The past three weeks I’ve been sharing on the theme of identity. We’ve looked at how we are called to be ambassadors, masterpieces that serve, and overcomers. This week I want us to think about the ways we add value to the world. It’s crazy to me how one little difference can add major value to something. A typical t-shirt runs around $10, yet if it says Gucci or Prada on it expect to pay around $500 (no, I’m not joking!). I have longed loved the History Channel show Pawn Stars, and am amazed at how much value the littlest thing can add. Something that is only worth a few bucks is transformed into thousands if it was signed or owned by someone famous. The littlest things can add the greatest of value.
Jesus teaches us about adding value to the world in his magnum opus, the Sermon on the Mount.

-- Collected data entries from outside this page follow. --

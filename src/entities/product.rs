//! Product entity - A catalog item whose stock level is tracked.
//!
//! Each product has a display name, an optional size descriptor and an on-hand stock
//! count. Names are not unique. Stock is never negative; every write path goes through
//! the guarded updates in `core::ledger` or the validated setters in `core::product`.

use sea_orm::entity::prelude::*;
use serde::{Deserialize, Serialize};

/// Product database model
#[derive(Clone, Debug, PartialEq, Eq, DeriveEntityModel, Serialize, Deserialize)]
#[sea_orm(table_name = "products")]
pub struct Model {
    /// Unique identifier for the product
    #[sea_orm(primary_key)]
    pub id: i64,
    /// Display name (e.g., "Polo Shirt")
    pub name: String,
    /// Optional size descriptor (e.g., "XL", "500ml")
    pub size: Option<String>,
    /// Units currently on hand, never negative
    pub stock: i64,
    /// When the product was created
    pub created_at: DateTimeUtc,
    /// When the product was last modified
    pub updated_at: DateTimeUtc,
}

/// Products are referenced by requests through a plain column, without a foreign key,
/// so deleting a product leaves its request history intact.
#[derive(Copy, Clone, Debug, EnumIter, DeriveRelation)]
pub enum Relation {}

impl ActiveModelBehavior for ActiveModel {}
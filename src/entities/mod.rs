//! Entity module - Contains all SeaORM entity definitions for the database.
//! These entities represent the database tables.
//! Each entity has a Model struct for data and an Entity struct for operations.

pub mod product;
pub mod request;

// Re-export specific types to avoid conflicts
pub use product::{Column as ProductColumn, Entity as Product, Model as ProductModel};
pub use request::{
    Column as RequestColumn, Entity as Request, Model as RequestModel, RequestAction,
    RequestStatus,
};
//! Core business logic - framework-agnostic catalog, request, ledger, analytics and
//! retention operations over the shared [`store::Store`].

/// Approved-request statistics (windowed totals and top sellers)
pub mod analytics;
/// Stock mutations with the non-negative invariant
pub mod ledger;
/// Product catalog operations
pub mod product;
/// Stock-change request lifecycle
pub mod request;
/// Purging of stale resolved requests
pub mod retention;
/// Database handle plus live change feed
pub mod store;
//! Request entity - A proposed stock change awaiting an admin decision.
//!
//! Requests carry a signed quantity (positive = stock-in, negative = stock-out) and
//! denormalized snapshots of the product and employee names taken at submission time.

use sea_orm::entity::prelude::*;
use serde::{Deserialize, Serialize};
use std::fmt;

/// Lifecycle state of a request.
///
/// `Pending` is the only non-terminal state; see [`RequestStatus::can_transition_to`].
#[derive(
    Debug, Clone, Copy, PartialEq, Eq, Hash, EnumIter, DeriveActiveEnum, Serialize, Deserialize,
)]
#[sea_orm(rs_type = "String", db_type = "String(StringLen::N(16))")]
#[serde(rename_all = "snake_case")]
pub enum RequestStatus {
    /// Submitted, waiting for an admin
    #[sea_orm(string_value = "pending")]
    Pending,
    /// Accepted; the ledger delta has been applied
    #[sea_orm(string_value = "approved")]
    Approved,
    /// Declined; no ledger effect
    #[sea_orm(string_value = "rejected")]
    Rejected,
}

impl RequestStatus {
    /// Returns true for `Approved` and `Rejected`.
    #[must_use]
    pub const fn is_terminal(self) -> bool {
        !matches!(self, Self::Pending)
    }

    /// The only legal transitions are `pending -> approved` and `pending -> rejected`.
    #[must_use]
    pub const fn can_transition_to(self, next: Self) -> bool {
        matches!(
            (self, next),
            (Self::Pending, Self::Approved | Self::Rejected)
        )
    }

    /// Lowercase name as stored in the database.
    #[must_use]
    pub const fn as_str(self) -> &'static str {
        match self {
            Self::Pending => "pending",
            Self::Approved => "approved",
            Self::Rejected => "rejected",
        }
    }
}

impl fmt::Display for RequestStatus {
    fn fmt(&self, f: &mut fmt::Formatter<'_>) -> fmt::Result {
        f.write_str(self.as_str())
    }
}

/// Optional tag on requests that are not a plain stock-in/out against an existing product.
#[derive(
    Debug, Clone, Copy, PartialEq, Eq, Hash, EnumIter, DeriveActiveEnum, Serialize, Deserialize,
)]
#[sea_orm(rs_type = "String", db_type = "String(StringLen::N(16))")]
#[serde(rename_all = "snake_case")]
pub enum RequestAction {
    /// Employee asks for a product that is not yet in the catalog
    #[sea_orm(string_value = "new_product")]
    NewProduct,
    /// Audit record written by an admin quick adjustment
    #[sea_orm(string_value = "direct_adjust")]
    DirectAdjust,
}

/// Request database model
#[derive(Clone, Debug, PartialEq, Eq, DeriveEntityModel, Serialize, Deserialize)]
#[sea_orm(table_name = "requests")]
pub struct Model {
    /// Unique identifier for the request
    #[sea_orm(primary_key)]
    pub id: i64,
    /// Referenced product, absent for `new_product` requests
    pub product_id: Option<i64>,
    /// Product name at submission time
    pub product_name: String,
    /// Submitter display name
    pub employee_name: String,
    /// Signed quantity: positive adds stock, negative removes it
    pub quantity: i64,
    /// Current lifecycle state
    pub status: RequestStatus,
    /// Free-text annotation
    pub note: Option<String>,
    /// Optional tag for non-standard requests
    pub action: Option<RequestAction>,
    /// Discord user ID of the submitter
    pub created_by: String,
    /// When the request was submitted
    pub created_at: DateTimeUtc,
    /// When an admin approved or rejected it
    pub processed_at: Option<DateTimeUtc>,
    /// When it was last edited
    pub updated_at: Option<DateTimeUtc>,
}

impl Model {
    /// Positive quantities add stock.
    #[must_use]
    pub const fn is_stock_in(&self) -> bool {
        self.quantity > 0
    }
}

/// Requests reference products by plain id; see [`super::product::Relation`].
#[derive(Copy, Clone, Debug, EnumIter, DeriveRelation)]
pub enum Relation {}

impl ActiveModelBehavior for ActiveModel {}

#[cfg(test)]
mod tests {
    use super::*;

    #[test]
    fn test_only_pending_transitions_are_legal() {
        use RequestStatus::{Approved, Pending, Rejected};

        assert!(Pending.can_transition_to(Approved));
        assert!(Pending.can_transition_to(Rejected));

        for from in [Approved, Rejected] {
            for to in [Pending, Approved, Rejected] {
                assert!(!from.can_transition_to(to), "{from} -> {to} must be illegal");
            }
        }
        assert!(!Pending.can_transition_to(Pending));
    }

    #[test]
    fn test_status_display_matches_stored_value() {
        assert_eq!(RequestStatus::Pending.to_string(), "pending");
        assert_eq!(RequestStatus::Approved.to_string(), "approved");
        assert!(RequestStatus::Rejected.is_terminal());
        assert!(!RequestStatus::Pending.is_terminal());
    }
}
/// Database configuration and connection management
pub mod database;

/// Service settings and seed catalog loading from config.toml
pub mod settings;

/// Admin user configuration from environment variables
pub mod users;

“You are the salt of the earth, but if salt has lost its taste, how shall its saltiness be restored? It is no longer good for anything except to be thrown out and trampled under people’s feet.“You are the light of the world. A city set on a hill cannot be hidden. Nor do people light a lamp and put it under a basket, but on a stand, and it gives light to all in the house. In the same way, let your light shine before others, so that they may see your good works and give glory to your Father who is in heaven. Matthew 5:13-16
Jesus is calling us to be constantly adding value to everyone around us by making them better. He starts by telling us to be salt to our world. As we probably have all experienced with food, salt can make just about anything better. It adds that little bit of flavor that can take some bland and make it awesome. Jesus is telling us that we need to make people better. We need to encourage them, pray for them, share the gospel with them, help them in struggles, and more. In our ever competitive world, I would add that we need to see everyone around us not as competition, but as people God wants us to help make even better.
Just last night the power went out at the worst time: when I was just finishing cooking supper. Luckily, this happens often enough that I keep a headlamp in my kitchen. I simply popped it on and immediately could see well enough to finish my cooking and enjoy my meal. Jesus wants us to have that sort of impact of others. He wants us to be able to guide people towards Him. Not only by sharing the gospel, but by modeling good works and a Christian life in all we do.
This week, I encourage you to constantly ask yourself: what have I added to the lives of others today? How have I added flavor, love, and goodness to them? How have I pointed them toward God? Every day should be a day that we add a little salt and light to our world.